7.3-cm Raketen Sprenggranate
Caliber: 7.29 centimeters
Overall Length: 11.09 inches
Overall weight: 6 pounds
Nature of the fuze: Nose percussion
Warhead Material: Steel
Overall Length: 4.22 inches
Maximum Diameter: 2.85 inches
Diameter at Nose: 0.81 inches
Wall Thickness: Varies from 0.23 inch aft to 0.12 inch forward
Weight of Filling: 0.62 pounds
Overall Length (Body Tube): 6.34 inches
Overall Diameter (Body Tube): 2.6 inches
Wall Thickness (Body Tube): 0.1 inches
Overall Diameter (Base): 2.86 inches
Overall Height (Base): 1.29 inches
Number of Venturi: 14
-7 offset (outer circle)
-7 straight (inner circle)
Description: This is a spin-stabilized projectile of conventional design, consisting of a warhead and a rocket motor. The projectile is essentially the same as the 7.3cm propagandagranate 41, except that a warhead provided with a percussion fuze and self-destroying delays has replaced the leaflet container.
The projectile is fired from the Fohn Gerat, a 35-frame launcher with fast elevating and transverse gears. The launcher is capable of firing 35 rockets simultaneously.
The self-destroying feature of the rocket plus the characteristics of the launcher suggest that the projectile is intended for use against low flying aircraft in the form of barrage fire.
Warhead: The warhead is ogival in shape and open at the rear where it is threaded internally to receive the rocket motor. The explosive filling is a preformed charge of 280 grams of RDX/TNT/wax pressed in a block and wrapped in wax paper.

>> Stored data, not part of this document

//! The four inspection utilities named in spec §6.4, exposed as
//! subcommands of one binary (mirrors the teacher's single-binary CLI
//! front-end over its library).

use std::path::PathBuf;

use clap::{Parser, Subcommand};

use crate::blockfile::{BlockFile, Mode};
use crate::btree::BTree;
use crate::config::StoreConfig;
use crate::rtree::{BBox, RTree};

#[derive(Debug, Parser)]
#[command(name = "stratadb", about = "Inspect and compact stratadb index files")]
pub struct Cli {
    #[command(subcommand)]
    pub command: Command,
}

#[derive(Debug, Subcommand)]
pub enum Command {
    /// Scan a raw BlockFile and print each top-level record.
    DecodeRecords { path: PathBuf },
    /// Open a B+Tree and print its metadata, height, and contents.
    DecodeBtree {
        path: PathBuf,
        #[arg(long, default_value_t = StoreConfig::default().btree_order)]
        order: u64,
    },
    /// Open an R-Tree and print its metadata and entries.
    DecodeRtree {
        path: PathBuf,
        #[arg(long, default_value_t = StoreConfig::default().rtree_max_entries)]
        max_entries: u64,
    },
    /// Compact an R-Tree into a fresh file and report space reclaimed.
    RtreeCompact {
        path: PathBuf,
        dest: PathBuf,
        #[arg(long, default_value_t = StoreConfig::default().rtree_max_entries)]
        max_entries: u64,
    },
}

/// Runs a parsed CLI command, printing to stdout.
///
/// # Errors
/// Returns a one-line message suitable for an exit-1 stderr report on
/// any failure (spec §7 / §6.4).
pub fn run(command: Command) -> Result<(), String> {
    match command {
        Command::DecodeRecords { path } => decode_records(&path),
        Command::DecodeBtree { path, order } => decode_btree(&path, order),
        Command::DecodeRtree { path, max_entries } => decode_rtree(&path, max_entries),
        Command::RtreeCompact { path, dest, max_entries } => rtree_compact(&path, &dest, max_entries),
    }
    .map_err(|e| e.to_string())
}

fn decode_records(path: &std::path::Path) -> crate::errors::Result<()> {
    let file = BlockFile::open(path, Mode::Read)?;
    for (i, record) in file.scan().enumerate() {
        println!("[{i}] {:?}", record?);
    }
    Ok(())
}

fn decode_btree(path: &std::path::Path, order: u64) -> crate::errors::Result<()> {
    log::info!("opening b+tree {}", path.display());
    let mut tree = BTree::open(path, order)?;
    println!("size={} height={}", tree.size(), tree.get_height()?);
    for (k, v) in tree.to_array()? {
        println!("{k:?} => {v:?}");
    }
    Ok(())
}

fn decode_rtree(path: &std::path::Path, max_entries: u64) -> crate::errors::Result<()> {
    log::info!("opening r-tree {}", path.display());
    let mut tree = RTree::open(path, max_entries)?;
    println!("size={}", tree.size());
    for hit in tree.search_bbox(&BBox::world())? {
        println!("{} lat={} lng={}", hit.object_id, hit.lat, hit.lng);
    }
    Ok(())
}

fn rtree_compact(path: &std::path::Path, dest: &std::path::Path, max_entries: u64) -> crate::errors::Result<()> {
    let mut tree = RTree::open(path, max_entries)?;
    let report = tree.compact(dest)?;
    log::info!("compacted {} -> {}", path.display(), dest.display());
    println!(
        "oldSize={} newSize={} bytesSaved={}",
        report.old_size(),
        report.new_size(),
        report.bytes_saved()
    );
    Ok(())
}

The warhead is double fuzed, being fitted with a nose percussion fuze and a self-destroying base fuze. The RAZ 51 is screwed directly into the nose of the warhead. In the base of the charge is a cavity which accommodates the self-destroying delay, located in a tube screwed into a metal plug int he forward end of the motor. The delay consists of a quick-fire igniter, initiated by the motor ignition charge, and what appears to be a tracer composition. When the tracer composition burns out, it flashed through an orifice into a primer-detonator which detonates the main charge.
Rocket Motor: The rocket motor consists of a plane cylindrical body and a cup=shaped base plate. The body is screwed into the warhead at the forward end and into the flange of the base plate at the rear. The forward end of the rocket motor has a flange below which is located a metal closing plate which separates the warhead from the propellant compartment and also holds the rear end of the self-destroying assembly for the explosive charge. Below this plate is a stamped metal supporting ring containing the ignition charge for the propellant.
The base plate, which screws on the rear end of the body, has seven outer offset venturi, seven straight venturi, and a central drilling for a percussion primer.
The propellant charge consists of a single cylindrical stick with a central perforation and eight outer perforations. Raised ribs around the circumference of the propellant serve to keep it clear of the motor body and permit external burning. Two 1/8-inch blocks of powder, cemented tot he base of the charge, act as spacers and keep the venturi free from obstruction.
The charge is ignited by the flash from the percussion primer. The flash is transmitted along a celluloid tube in the central drilling to the ignition charge at the froward end of the propellant. The celluloid tube is of conventional design. It contains a quickmatch train and is closed at each end by a cylindrical block of gunpowder.